Tom Murphy was another great playwright. His female characters are very strong. All the disaster of Irish life he described. The Irish laugh at each other’s misfortune. People say, “I can laugh better than you. His ideas were so eccentric. He won me over because I consider myself a pretty eccentric writer. I like the danger in some of his writings. It is close to anarchy. It’s something that attracts me to writers.

The lives of others

The Lives of Others is one of the most remarkable movies I have seen. It’s about East Germany retreating and the people spying on this couple. It was such a cleverly designed movie. I love this voyeurism of state surveillance in the GDR and how such experts in human weakness they were. They recruited people because they were weak. It was a profound film about this period in history and how a man negotiates his way through it trying to cheat the security system from within.

Peaky blinders

Cillian Murphy as Tommy Shelby in Peaky Blinders.
Cillian Murphy as Tommy Shelby in Peaky Blinders.
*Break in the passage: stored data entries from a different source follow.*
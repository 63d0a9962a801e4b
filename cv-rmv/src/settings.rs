#[cfg(feature = "serde-serialize")]
use serde::{Deserialize, Serialize};

/// The tunable parameters of the tracker.
///
/// Pixel distances are given for a 640x480 camera and are scaled by the camera's resolution factor.
#[cfg_attr(feature = "serde-serialize", derive(Serialize, Deserialize))]
#[derive(Debug, Copy, Clone, PartialEq)]
pub struct TrackerSettings {
    /// The detector threshold used for the first frame of a session
    #[cfg_attr(
        feature = "serde-serialize",
        serde(default = "default_detector_threshold")
    )]
    pub detector_threshold: f64,
    /// The lowest threshold the adaptive detector threshold may reach
    #[cfg_attr(
        feature = "serde-serialize",
        serde(default = "default_detector_threshold_min")
    )]
    pub detector_threshold_min: f64,
    /// The highest threshold the adaptive detector threshold may reach
    #[cfg_attr(
        feature = "serde-serialize",
        serde(default = "default_detector_threshold_max")
    )]
    pub detector_threshold_max: f64,
    /// The amount the adaptive threshold changes after each frame
    #[cfg_attr(
        feature = "serde-serialize",
        serde(default = "default_detector_threshold_step")
    )]
    pub detector_threshold_step: f64,
    /// The number of detections per frame the adaptive threshold aims for
    #[cfg_attr(
        feature = "serde-serialize",
        serde(default = "default_detector_target_features")
    )]
    pub detector_target_features: usize,
    /// The threshold of the detector on the downsampled frame during pyramid initialization
    #[cfg_attr(
        feature = "serde-serialize",
        serde(default = "default_pyramid_detector_threshold")
    )]
    pub pyramid_detector_threshold: f64,
    /// The maximal number of initialization points projected for every seed pose
    #[cfg_attr(
        feature = "serde-serialize",
        serde(default = "default_max_pose_projection_features")
    )]
    pub max_pose_projection_features: usize,
    /// The number of elevation rings of the seed pose hemisphere
    #[cfg_attr(feature = "serde-serialize", serde(default = "default_seed_rings"))]
    pub seed_rings: usize,
    /// The number of seed poses on each ring of the hemisphere
    #[cfg_attr(
        feature = "serde-serialize",
        serde(default = "default_seed_poses_per_ring")
    )]
    pub seed_poses_per_ring: usize,
    /// The distance of the seed poses from the map center relative to the map diagonal
    #[cfg_attr(
        feature = "serde-serialize",
        serde(default = "default_seed_distance_factor")
    )]
    pub seed_distance_factor: f64,
    /// Draws visible seed poses between 0.7 and 0.9 map diagonals from the map center instead of the hemisphere
    #[cfg_attr(feature = "serde-serialize", serde(default))]
    pub random_seed_poses: bool,
    /// The number of best scoring seed poses refined during a cold start
    #[cfg_attr(
        feature = "serde-serialize",
        serde(default = "default_cold_start_seed_poses")
    )]
    pub cold_start_seed_poses: usize,
    /// The maximal position change between two frames relative to the map diagonal, used with autoscaling
    #[cfg_attr(
        feature = "serde-serialize",
        serde(default = "default_position_offset_factor")
    )]
    pub position_offset_factor: f64,
    /// The radius without other detections around a strong correspondence, in pixels
    #[cfg_attr(
        feature = "serde-serialize",
        serde(default = "default_strong_empty_area_radius")
    )]
    pub strong_empty_area_radius: f64,
    /// The radius without other detections around a semi-strong correspondence, in pixels
    #[cfg_attr(
        feature = "serde-serialize",
        serde(default = "default_semi_strong_empty_area_radius")
    )]
    pub semi_strong_empty_area_radius: f64,
    /// Semi-strong points are only classified if fewer strong points were found
    #[cfg_attr(
        feature = "serde-serialize",
        serde(default = "default_minimal_strong_object_points")
    )]
    pub minimal_strong_object_points: usize,
    /// The rotation change in degrees to the predicted pose that triggers a third strong refinement pass
    #[cfg_attr(
        feature = "serde-serialize",
        serde(default = "default_drift_angle_threshold")
    )]
    pub drift_angle_threshold: f64,
    /// Cold start seed poses further away from a prior orientation are skipped, in degrees
    #[cfg_attr(
        feature = "serde-serialize",
        serde(default = "default_prior_orientation_tolerance")
    )]
    pub prior_orientation_tolerance: f64,
    /// The time budget of every random model variation round of a default cold start, in seconds
    #[cfg_attr(
        feature = "serde-serialize",
        serde(default = "default_cold_start_timeout")
    )]
    pub cold_start_timeout: f64,
    /// The time budget of the first rounds of a pyramid cold start, in seconds
    #[cfg_attr(
        feature = "serde-serialize",
        serde(default = "default_pyramid_timeout")
    )]
    pub pyramid_timeout: f64,
    /// The time budget of the last round of a pyramid cold start, in seconds
    #[cfg_attr(
        feature = "serde-serialize",
        serde(default = "default_pyramid_final_timeout")
    )]
    pub pyramid_final_timeout: f64,
    /// The time budget of the rough pose strategy, doubled for its retry, in seconds
    #[cfg_attr(
        feature = "serde-serialize",
        serde(default = "default_rough_pose_timeout")
    )]
    pub rough_pose_timeout: f64,
    /// The time budget of the sampling loop of the any-previous strategy, in seconds
    #[cfg_attr(
        feature = "serde-serialize",
        serde(default = "default_any_previous_timeout")
    )]
    pub any_previous_timeout: f64,
}

impl Default for TrackerSettings {
    fn default() -> Self {
        Self {
            detector_threshold: default_detector_threshold(),
            detector_threshold_min: default_detector_threshold_min(),
            detector_threshold_max: default_detector_threshold_max(),
            detector_threshold_step: default_detector_threshold_step(),
            detector_target_features: default_detector_target_features(),
            pyramid_detector_threshold: default_pyramid_detector_threshold(),
            max_pose_projection_features: default_max_pose_projection_features(),
            seed_rings: default_seed_rings(),
            seed_poses_per_ring: default_seed_poses_per_ring(),
            seed_distance_factor: default_seed_distance_factor(),
            random_seed_poses: false,
            cold_start_seed_poses: default_cold_start_seed_poses(),
            position_offset_factor: default_position_offset_factor(),
            strong_empty_area_radius: default_strong_empty_area_radius(),
            semi_strong_empty_area_radius: default_semi_strong_empty_area_radius(),
            minimal_strong_object_points: default_minimal_strong_object_points(),
            drift_angle_threshold: default_drift_angle_threshold(),
            prior_orientation_tolerance: default_prior_orientation_tolerance(),
            cold_start_timeout: default_cold_start_timeout(),
            pyramid_timeout: default_pyramid_timeout(),
            pyramid_final_timeout: default_pyramid_final_timeout(),
            rough_pose_timeout: default_rough_pose_timeout(),
            any_previous_timeout: default_any_previous_timeout(),
        }
    }
}

impl TrackerSettings {
    /// Moves the adaptive detector threshold one step towards the target detection count.
    ///
    /// Too few detections lower the threshold, enough detections raise it.
    pub fn adapt_detector_threshold(&self, threshold: f64, detections: usize) -> f64 {
        if detections < self.detector_target_features {
            (threshold - self.detector_threshold_step).max(self.detector_threshold_min)
        } else {
            (threshold + self.detector_threshold_step).min(self.detector_threshold_max)
        }
    }
}

/// The parameters of the built-in feature detectors.
#[cfg_attr(feature = "serde-serialize", derive(Serialize, Deserialize))]
#[derive(Debug, Copy, Clone, PartialEq)]
pub struct DetectorSettings {
    /// Detections closer than this many pixels to the frame border are dropped for distorted frames
    #[cfg_attr(feature = "serde-serialize", serde(default = "default_border_margin"))]
    pub border_margin: u32,
    /// The sensitivity factor `k` of the Harris response `det - k * trace^2`
    #[cfg_attr(feature = "serde-serialize", serde(default = "default_harris_k"))]
    pub harris_k: f64,
    /// The maximal number of threshold adjustments when detecting a target number of features
    #[cfg_attr(
        feature = "serde-serialize",
        serde(default = "default_max_threshold_adjustments")
    )]
    pub max_threshold_adjustments: usize,
    /// A detection count up to this factor times the target is accepted in target mode
    #[cfg_attr(
        feature = "serde-serialize",
        serde(default = "default_target_tolerance")
    )]
    pub target_tolerance: f64,
}

impl Default for DetectorSettings {
    fn default() -> Self {
        Self {
            border_margin: default_border_margin(),
            harris_k: default_harris_k(),
            max_threshold_adjustments: default_max_threshold_adjustments(),
            target_tolerance: default_target_tolerance(),
        }
    }
}

fn default_border_margin() -> u32 {
    4
}

fn default_harris_k() -> f64 {
    0.04
}

fn default_max_threshold_adjustments() -> usize {
    8
}

fn default_target_tolerance() -> f64 {
    1.1
}

fn default_detector_threshold() -> f64 {
    25.0
}

fn default_detector_threshold_min() -> f64 {
    5.0
}

fn default_detector_threshold_max() -> f64 {
    200.0
}

fn default_detector_threshold_step() -> f64 {
    5.0
}

fn default_detector_target_features() -> usize {
    400
}

fn default_pyramid_detector_threshold() -> f64 {
    55.0
}

fn default_max_pose_projection_features() -> usize {
    150
}

fn default_seed_rings() -> usize {
    12
}

fn default_seed_poses_per_ring() -> usize {
    12
}

fn default_seed_distance_factor() -> f64 {
    0.8
}

fn default_cold_start_seed_poses() -> usize {
    8
}

fn default_position_offset_factor() -> f64 {
    0.2
}

fn default_strong_empty_area_radius() -> f64 {
    10.0
}

fn default_semi_strong_empty_area_radius() -> f64 {
    6.0
}

fn default_minimal_strong_object_points() -> usize {
    30
}

fn default_drift_angle_threshold() -> f64 {
    2.5
}

fn default_prior_orientation_tolerance() -> f64 {
    60.0
}

fn default_cold_start_timeout() -> f64 {
    0.15
}

fn default_pyramid_timeout() -> f64 {
    0.01
}

fn default_pyramid_final_timeout() -> f64 {
    0.05
}

fn default_rough_pose_timeout() -> f64 {
    0.05
}

fn default_any_previous_timeout() -> f64 {
    0.01
}

#[cfg(test)]
mod tests {
    use super::*;

    #[test]
    fn adaptive_threshold_stays_in_bounds() {
        let settings = TrackerSettings::default();
        let mut threshold = settings.detector_threshold;
        for _ in 0..100 {
            threshold = settings.adapt_detector_threshold(threshold, 0);
        }
        assert_eq!(threshold, settings.detector_threshold_min);
        for _ in 0..100 {
            threshold = settings.adapt_detector_threshold(threshold, 10_000);
        }
        assert_eq!(threshold, settings.detector_threshold_max);
        assert_eq!(settings.adapt_detector_threshold(25.0, 399), 20.0);
        assert_eq!(settings.adapt_detector_threshold(25.0, 400), 30.0);
    }
}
One of the problems for novelists now is that TV shows are so good. I absolutely loved Peaky Blinders. I watched it three times. I thought maybe I should stop writing now because Peaky Blinders does everything a novelist can do. Cillian Murphy has to be one of the brightest actors of all time. These TV series took the novel to a different place. It’s a bit like the effect of photography on art. It allowed the art to do something different. This led to a period of abstract art. I think that’s what’s going to happen with the novels now. What’s the point of telling a story? Netflix can do it. Where the novel has the advantage is that you invite the reader inside the imagination. It is a more intellectual form.

The wonderful world of Joseph Beuys

I grew intellectually speaking with this German artist called Joseph Beuys. He came to Ireland at one point. He was an intriguing figure. He was a pilot. He was injured during the war. He was brought back to life on the outskirts of Europe – in a remote location – and kept alive with felt and grease. The felt became the center of his art. He made himself a felt suit. His exhibits included pieces of felt. When he came to Ireland he made a lump of butter – like a lump of sod, but it was made of butter. He was sort of a dissident artist from the 1960s.

Resolving the Northern Ireland Peace Process

The point is, when he came to Ireland, we paired him up for eccentricity. I don’t think he fully understood Ireland because we were too eccentric for him. He was very interested in nature and ecology. He even came up to try to solve the Northern problem in the 1970s. He drew the Northern Ireland solution on chalkboards. Very revealing, the blackboards have disappeared. Someone stole them. The problem of the North was therefore never solved.